§ Instructions to follow
Instruction for the entries that follow: retype exactly the lines from the line with "use once_cell::sync::Lazy;" to the line with "registry.register(Arc::new(HuggingFaceHubRenderer));", both included, and omit all others.

§ Supplied entries
#####

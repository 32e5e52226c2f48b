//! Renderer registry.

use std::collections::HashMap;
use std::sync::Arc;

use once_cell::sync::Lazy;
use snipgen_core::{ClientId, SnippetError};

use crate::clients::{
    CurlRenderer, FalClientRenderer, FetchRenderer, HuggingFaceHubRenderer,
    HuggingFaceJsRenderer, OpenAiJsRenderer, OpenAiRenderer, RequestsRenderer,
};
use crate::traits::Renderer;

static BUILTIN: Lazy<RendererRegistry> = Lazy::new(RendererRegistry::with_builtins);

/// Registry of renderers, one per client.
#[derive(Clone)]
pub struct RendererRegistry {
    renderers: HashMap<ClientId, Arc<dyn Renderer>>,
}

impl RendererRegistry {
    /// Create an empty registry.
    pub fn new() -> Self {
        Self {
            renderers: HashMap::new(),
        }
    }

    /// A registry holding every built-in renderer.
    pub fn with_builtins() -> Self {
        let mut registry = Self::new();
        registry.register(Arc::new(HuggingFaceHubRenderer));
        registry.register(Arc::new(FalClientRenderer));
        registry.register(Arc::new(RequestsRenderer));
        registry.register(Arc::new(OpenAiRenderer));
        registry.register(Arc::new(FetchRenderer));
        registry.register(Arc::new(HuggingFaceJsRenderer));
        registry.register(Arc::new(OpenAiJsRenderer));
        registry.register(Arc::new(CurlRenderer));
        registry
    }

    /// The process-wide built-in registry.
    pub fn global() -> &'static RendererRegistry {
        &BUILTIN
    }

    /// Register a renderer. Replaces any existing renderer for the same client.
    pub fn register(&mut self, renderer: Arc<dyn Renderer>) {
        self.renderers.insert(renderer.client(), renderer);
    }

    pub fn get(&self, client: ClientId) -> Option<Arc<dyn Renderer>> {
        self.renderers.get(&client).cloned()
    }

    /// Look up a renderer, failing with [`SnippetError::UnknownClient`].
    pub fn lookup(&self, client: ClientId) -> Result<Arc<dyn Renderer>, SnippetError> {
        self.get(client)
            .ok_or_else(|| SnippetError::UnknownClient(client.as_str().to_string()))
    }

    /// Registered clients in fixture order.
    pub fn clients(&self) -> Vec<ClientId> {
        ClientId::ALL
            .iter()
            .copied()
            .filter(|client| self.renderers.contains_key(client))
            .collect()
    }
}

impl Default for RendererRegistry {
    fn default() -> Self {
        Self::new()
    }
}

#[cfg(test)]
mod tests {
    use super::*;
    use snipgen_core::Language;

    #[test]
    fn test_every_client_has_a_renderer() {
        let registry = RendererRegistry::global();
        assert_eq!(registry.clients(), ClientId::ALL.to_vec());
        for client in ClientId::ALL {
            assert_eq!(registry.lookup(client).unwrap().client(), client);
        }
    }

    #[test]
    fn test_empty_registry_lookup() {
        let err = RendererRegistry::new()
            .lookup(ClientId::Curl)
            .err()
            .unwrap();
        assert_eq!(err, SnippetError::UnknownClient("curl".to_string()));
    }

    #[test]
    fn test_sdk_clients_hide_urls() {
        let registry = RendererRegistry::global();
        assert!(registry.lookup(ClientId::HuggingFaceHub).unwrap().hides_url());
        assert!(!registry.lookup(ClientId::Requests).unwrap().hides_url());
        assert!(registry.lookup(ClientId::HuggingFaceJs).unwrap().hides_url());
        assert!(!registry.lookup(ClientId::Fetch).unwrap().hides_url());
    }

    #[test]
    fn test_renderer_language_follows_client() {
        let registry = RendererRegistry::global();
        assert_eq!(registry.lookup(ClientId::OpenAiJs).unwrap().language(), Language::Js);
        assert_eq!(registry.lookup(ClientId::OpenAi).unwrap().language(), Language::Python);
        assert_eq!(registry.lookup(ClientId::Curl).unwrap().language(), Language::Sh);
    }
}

#####

§ Exercise solution
use once_cell::sync::Lazy;
use snipgen_core::{ClientId, SnippetError};

use crate::clients::{
    CurlRenderer, FalClientRenderer, FetchRenderer, HuggingFaceHubRenderer,
    HuggingFaceJsRenderer, OpenAiJsRenderer, OpenAiRenderer, RequestsRenderer,
};
use crate::traits::Renderer;

static BUILTIN: Lazy<RendererRegistry> = Lazy::new(RendererRegistry::with_builtins);

/// Registry of renderers, one per client.
#[derive(Clone)]
pub struct RendererRegistry {
    renderers: HashMap<ClientId, Arc<dyn Renderer>>,
}

impl RendererRegistry {
    /// Create an empty registry.
    pub fn new() -> Self {
        Self {
            renderers: HashMap::new(),
        }
    }

    /// A registry holding every built-in renderer.
    pub fn with_builtins() -> Self {
        let mut registry = Self::new();
        registry.register(Arc::new(HuggingFaceHubRenderer));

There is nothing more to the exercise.